I value you very much indeed as a dear friend. I have to explain my opinion on some of the issues raised by what we spoke about last night however.

I am not sure that I want to follow the style of meditation which clamps down on the creative mind and subdues the whole personality into a neutral state. The word you used was bland, which is quite an apt description of what that practise does to the personality. I personally like you best when you are not suppressing like that.

I will not take your recommendation that I master my tongue, because I enjoy using language and after all I don’t talk rubbish but carefully reasoned and thoughtful words, and I also listen to others as part of my communication skills, which many in this world don’t do. (not you, I hasten to add, you are a good listener).

In my view the Bible is a fascinating document but I don’t believe that it has the only angle on truth. I read a lot , as you know, and would suggest that times have changed critically since most of the Bible was penned. Modern authors may sometimes have more relevance to the modern world, which is so changed and different from Solomon’s time etc. The Good Book is great for bolstering ones confidence in struggle and times of hardship, but modernity has given us a world which I believe is safer and more comfortable to live in than the bitter and arduous lives that the ancients live. That is why I will always continue to draw more ideas from current writers in the world, whose wisdom is more tailored to the specifics of the space-age computer-age we inhabit.

this modern age is also a time of democratic societies built on the framework of liberal secular humanism. A few hundred years back you could get burned or stretched on the rack for being a heretic. Now, at least in the West, this can’t happen. That means that millions of rational people since the enlightenment in the 18th century have assented to a run of progress that involves the questioning by reason of the cruelty and domination we inherited from our cultural forbears. I suggest that progress is a real thing, and that the establishment of this secular democracy is a positive step for the evolution of the human race. What we inherited from the past is a rather cruel package in some ways. Torture and murder are less common per capita in the world, and no criminal is sent to execution in this country now.
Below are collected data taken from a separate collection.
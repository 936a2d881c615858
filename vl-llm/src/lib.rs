//! Provider wire layer for the VersaLLM facade.
//!
//! Pure HTTP clients for OpenAI-compatible (OpenAI, Groq) and Anthropic chat
//! APIs behind the [`ChatBackend`] seam, plus the unified message types.

mod anthropic;
mod backend;
mod client;
mod error;
mod openai;
mod types;

pub use anthropic::AnthropicBackend;
pub use backend::{ChatBackend, ChatRequest};
pub use client::{LlmClient, Provider, validate_tool_name};
pub use error::{LlmError, Result};
pub use openai::OpenAiBackend;
pub use types::{ChatMessage, ChatResponse, FinishReason, Role, ToolCall, ToolDefinition, Usage};
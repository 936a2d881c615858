use thiserror::Error;

pub type Result<T> = std::result::Result<T, LlmError>;

#[derive(Debug, Error)]
pub enum LlmError {
    #[error("unknown model: {0}")]
    UnknownModel(String),

    #[error("invalid input: {0}")]
    InvalidInput(String),

    /// Transport failure or non-success status from the provider.
    #[error("backend request failed: {0}")]
    Backend(String),

    #[error("unexpected response format: {0}")]
    ResponseFormat(String),
}

impl From<reqwest::Error> for LlmError {
    fn from(e: reqwest::Error) -> Self {
        Self::Backend(e.to_string())
    }
}

impl From<serde_json::Error> for LlmError {
    fn from(e: serde_json::Error) -> Self {
        Self::ResponseFormat(e.to_string())
    }
}
use serde::Serialize;
use serde_json::{Map, Value};
use vl_llm::Usage;

/// Which local function a turn asked for, and with what arguments.
#[derive(Debug, Clone, Default, PartialEq, Serialize)]
pub struct ToolInvocation {
    pub name: Option<String>,
    pub input: Map<String, Value>,
}

impl ToolInvocation {
    /// The record for a turn that used no tool.
    pub fn none() -> Self {
        Self::default()
    }

    pub fn new(name: impl Into<String>, input: Map<String, Value>) -> Self {
        Self {
            name: Some(name.into()),
            input,
        }
    }

    pub fn is_none(&self) -> bool {
        self.name.is_none() && self.input.is_empty()
    }
}

/// Output of one completed model turn.
#[derive(Debug, Clone, PartialEq, Serialize)]
pub struct TurnResult {
    message: Option<String>,
    model: String,
    tool_used: ToolInvocation,
    usage: Usage,
}

impl TurnResult {
    pub(crate) fn new(
        message: Option<String>,
        model: impl Into<String>,
        tool_used: ToolInvocation,
        usage: Usage,
    ) -> Self {
        Self {
            message,
            model: model.into(),
            tool_used,
            usage,
        }
    }

    /// Assistant text, absent when the turn was pure tool use.
    pub fn message(&self) -> Option<&str> {
        self.message.as_deref()
    }

    pub fn model(&self) -> &str {
        &self.model
    }

    pub fn tool_used(&self) -> &ToolInvocation {
        &self.tool_used
    }

    pub fn usage(&self) -> Usage {
        self.usage
    }

    pub fn is_final(&self) -> bool {
        self.tool_used.is_none()
    }
}
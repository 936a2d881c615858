//! Scripted backend and fixtures shared by the facade tests.

use async_trait::async_trait;
use serde_json::{Value, json};
use std::collections::VecDeque;
use std::sync::{Arc, Mutex};
use vl_llm::{
    ChatBackend, ChatMessage, ChatRequest, ChatResponse, FinishReason, LlmError, Role, ToolCall,
    ToolDefinition, Usage,
};
use vl_tools::{FnFunction, FunctionSpec, LocalFunction, ParamKind, ParamSpec, require_string};

/// Owned copy of a [`ChatRequest`] as the backend received it.
#[derive(Debug, Clone)]
pub struct RecordedRequest {
    pub model: String,
    pub system: Option<String>,
    pub messages: Vec<ChatMessage>,
    pub temperature: f32,
    pub max_tokens: u32,
    pub tools: Vec<ToolDefinition>,
    pub extra: serde_json::Map<String, Value>,
}

/// Replays queued responses in order and records every request.
#[derive(Default)]
pub struct ScriptedBackend {
    responses: Mutex<VecDeque<vl_llm::Result<ChatResponse>>>,
    requests: Mutex<Vec<RecordedRequest>>,
}

impl ScriptedBackend {
    pub fn new(responses: Vec<vl_llm::Result<ChatResponse>>) -> Arc<Self> {
        Arc::new(Self {
            responses: Mutex::new(responses.into()),
            requests: Mutex::new(vec![]),
        })
    }

    pub fn requests(&self) -> Vec<RecordedRequest> {
        self.requests.lock().expect("requests lock").clone()
    }
}

#[async_trait]
impl ChatBackend for ScriptedBackend {
    async fn create(&self, request: &ChatRequest<'_>) -> vl_llm::Result<ChatResponse> {
        self.requests
            .lock()
            .expect("requests lock")
            .push(RecordedRequest {
                model: request.model.to_string(),
                system: request.system.map(str::to_string),
                messages: request.messages.to_vec(),
                temperature: request.temperature,
                max_tokens: request.max_tokens,
                tools: request.tools.to_vec(),
                extra: request.extra.clone(),
            });
        self.responses
            .lock()
            .expect("responses lock")
            .pop_front()
            .unwrap_or_else(|| Err(LlmError::Backend("script exhausted".to_string())))
    }
}

pub fn text_response(text: &str) -> vl_llm::Result<ChatResponse> {
    Ok(ChatResponse {
        message: ChatMessage::assistant(text),
        usage: Usage {
            input_tokens: 50,
            output_tokens: 10,
        },
        finish_reason: FinishReason::Stop,
    })
}

/// A tool-use turn requesting each `(id, name, arguments)` in order.
pub fn tool_response(text: &str, calls: &[(&str, &str, &str)]) -> vl_llm::Result<ChatResponse> {
    Ok(ChatResponse {
        message: ChatMessage {
            role: Role::Assistant,
            content: text.to_string(),
            tool_calls: calls
                .iter()
                .map(|(id, name, arguments)| ToolCall {
                    id: id.to_string(),
                    name: name.to_string(),
                    arguments: arguments.to_string(),
                })
                .collect(),
            tool_call_id: None,
        },
        usage: Usage {
            input_tokens: 80,
            output_tokens: 20,
        },
        finish_reason: FinishReason::ToolUse,
    })
}

pub fn order_functions() -> Vec<Arc<dyn LocalFunction>> {
    vec![
        Arc::new(FnFunction::new(
            FunctionSpec::new("get_order_details", "Retrieve details of an order by order ID.")
                .param(ParamSpec::required(
                    "order_id",
                    ParamKind::String,
                    "The unique ID of the order.",
                )),
            |args| {
                let order_id = require_string(args, "order_id")?;
                Ok(json!({ "order_id": order_id, "item": "Laptop", "quantity": 1 }))
            },
        )),
        Arc::new(FnFunction::new(
            FunctionSpec::new("cancel_order", "Cancel an order by order ID.").param(
                ParamSpec::required("order_id", ParamKind::String, "The unique ID of the order."),
            ),
            |args| {
                let order_id = require_string(args, "order_id")?;
                Ok(json!({ "order_id": order_id, "status": "Cancelled" }))
            },
        )),
    ]
}

pub fn init_tracing() {
    let _ = tracing_subscriber::fmt()
        .with_env_filter(tracing_subscriber::EnvFilter::from_default_env())
        .with_test_writer()
        .try_init();
}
To me the Bible is very much a text that comes to us from the deep past, and I am sorry to say that in my mind much of it is obsolete. You must know that however much you recommend the Bible to me, I am a man of reason and doubt, not faith and it would be impossible for me to build it into my mindset as you have done.

We have spoken of growth panic when the process of developing emotionally, to become more sensitive to others, results in a fear that causes the person to try and go back to a safe golden age in the past. This golden age is a myth. Biblical times were hellish, violent and full of political injustice of one kind or another. I am placing my bets on the reason, science, and liberty of the modern age, not a rosy spectacled romance about ancient peoples in an ancient text, whose lives were nothing like mine.

This is why I have to write this to you, in good faith and with no anger, just a desire to explain a complex matter at my leisure. Writing is better for this than messy and inadequate speech which is so much less organised and which makes it harder to get a subtle point across. Please bear with me and read what I am saying carefully. If you want to write back that’s great.

Anarchism is my next subject, it is a very misunderstood creed, and you can virtually guarantee that anyone round here who you asked, such as your dad, or Geoff, or a care worker, would not have the deep political insights into that someone like me, who has been reading and debating on the subject for years will have. I must state that I am not an anarchist, but that I am interested in it because it reflects an extreme of the libertarian ideal. I hope to be able to explain more about these things to you another time, and to bounce ideas off you. That is why I am writing this because we are good friends, and yet there is in my life an intellectual dimension to nearly everything I do, which I will continue to honour till the day I die.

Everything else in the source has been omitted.